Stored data
------------

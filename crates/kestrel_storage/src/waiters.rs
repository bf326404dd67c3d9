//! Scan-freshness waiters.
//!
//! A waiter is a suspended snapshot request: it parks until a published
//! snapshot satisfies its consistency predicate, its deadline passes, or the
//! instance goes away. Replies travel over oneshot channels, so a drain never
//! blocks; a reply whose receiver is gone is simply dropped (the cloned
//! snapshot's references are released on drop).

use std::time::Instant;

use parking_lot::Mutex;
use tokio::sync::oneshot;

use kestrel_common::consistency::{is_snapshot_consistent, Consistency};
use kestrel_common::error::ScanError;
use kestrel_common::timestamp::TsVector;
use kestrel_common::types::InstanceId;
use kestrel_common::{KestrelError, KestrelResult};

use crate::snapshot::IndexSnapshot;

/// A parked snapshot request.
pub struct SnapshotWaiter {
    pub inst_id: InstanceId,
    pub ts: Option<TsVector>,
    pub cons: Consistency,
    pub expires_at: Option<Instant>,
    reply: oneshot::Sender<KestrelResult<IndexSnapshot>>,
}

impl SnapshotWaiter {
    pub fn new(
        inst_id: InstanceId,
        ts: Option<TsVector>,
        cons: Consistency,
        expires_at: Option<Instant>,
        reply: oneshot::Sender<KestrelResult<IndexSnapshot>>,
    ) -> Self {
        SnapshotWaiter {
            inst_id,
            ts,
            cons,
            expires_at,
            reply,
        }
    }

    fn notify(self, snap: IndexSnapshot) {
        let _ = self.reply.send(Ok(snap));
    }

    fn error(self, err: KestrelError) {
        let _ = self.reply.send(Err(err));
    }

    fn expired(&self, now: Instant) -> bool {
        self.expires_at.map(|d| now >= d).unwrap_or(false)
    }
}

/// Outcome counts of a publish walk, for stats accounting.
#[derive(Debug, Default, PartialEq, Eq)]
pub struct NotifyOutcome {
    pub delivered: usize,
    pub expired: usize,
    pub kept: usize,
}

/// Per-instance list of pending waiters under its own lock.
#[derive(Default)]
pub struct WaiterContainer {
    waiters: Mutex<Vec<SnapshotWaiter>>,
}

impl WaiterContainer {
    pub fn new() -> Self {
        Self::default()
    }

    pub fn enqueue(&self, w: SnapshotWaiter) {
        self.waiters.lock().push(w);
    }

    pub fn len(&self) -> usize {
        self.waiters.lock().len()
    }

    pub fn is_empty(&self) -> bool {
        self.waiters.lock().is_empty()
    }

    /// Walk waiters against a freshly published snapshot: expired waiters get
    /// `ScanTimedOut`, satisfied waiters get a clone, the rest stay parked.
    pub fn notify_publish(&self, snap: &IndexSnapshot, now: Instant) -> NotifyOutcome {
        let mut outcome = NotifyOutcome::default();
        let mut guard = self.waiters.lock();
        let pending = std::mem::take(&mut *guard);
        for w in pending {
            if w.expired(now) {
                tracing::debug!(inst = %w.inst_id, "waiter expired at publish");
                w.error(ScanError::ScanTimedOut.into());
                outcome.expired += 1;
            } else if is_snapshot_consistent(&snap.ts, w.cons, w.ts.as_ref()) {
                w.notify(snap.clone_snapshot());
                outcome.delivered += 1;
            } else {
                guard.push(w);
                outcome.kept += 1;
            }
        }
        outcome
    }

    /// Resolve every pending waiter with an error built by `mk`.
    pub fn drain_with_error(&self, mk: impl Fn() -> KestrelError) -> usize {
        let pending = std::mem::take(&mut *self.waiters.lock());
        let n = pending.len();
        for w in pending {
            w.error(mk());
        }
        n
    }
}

------------

» **How to complete this task**
From the entries above, copy every line where the word "Option" shows up.

» **Exercise result**
    pub ts: Option<TsVector>,
    pub expires_at: Option<Instant>,
        ts: Option<TsVector>,
        expires_at: Option<Instant>,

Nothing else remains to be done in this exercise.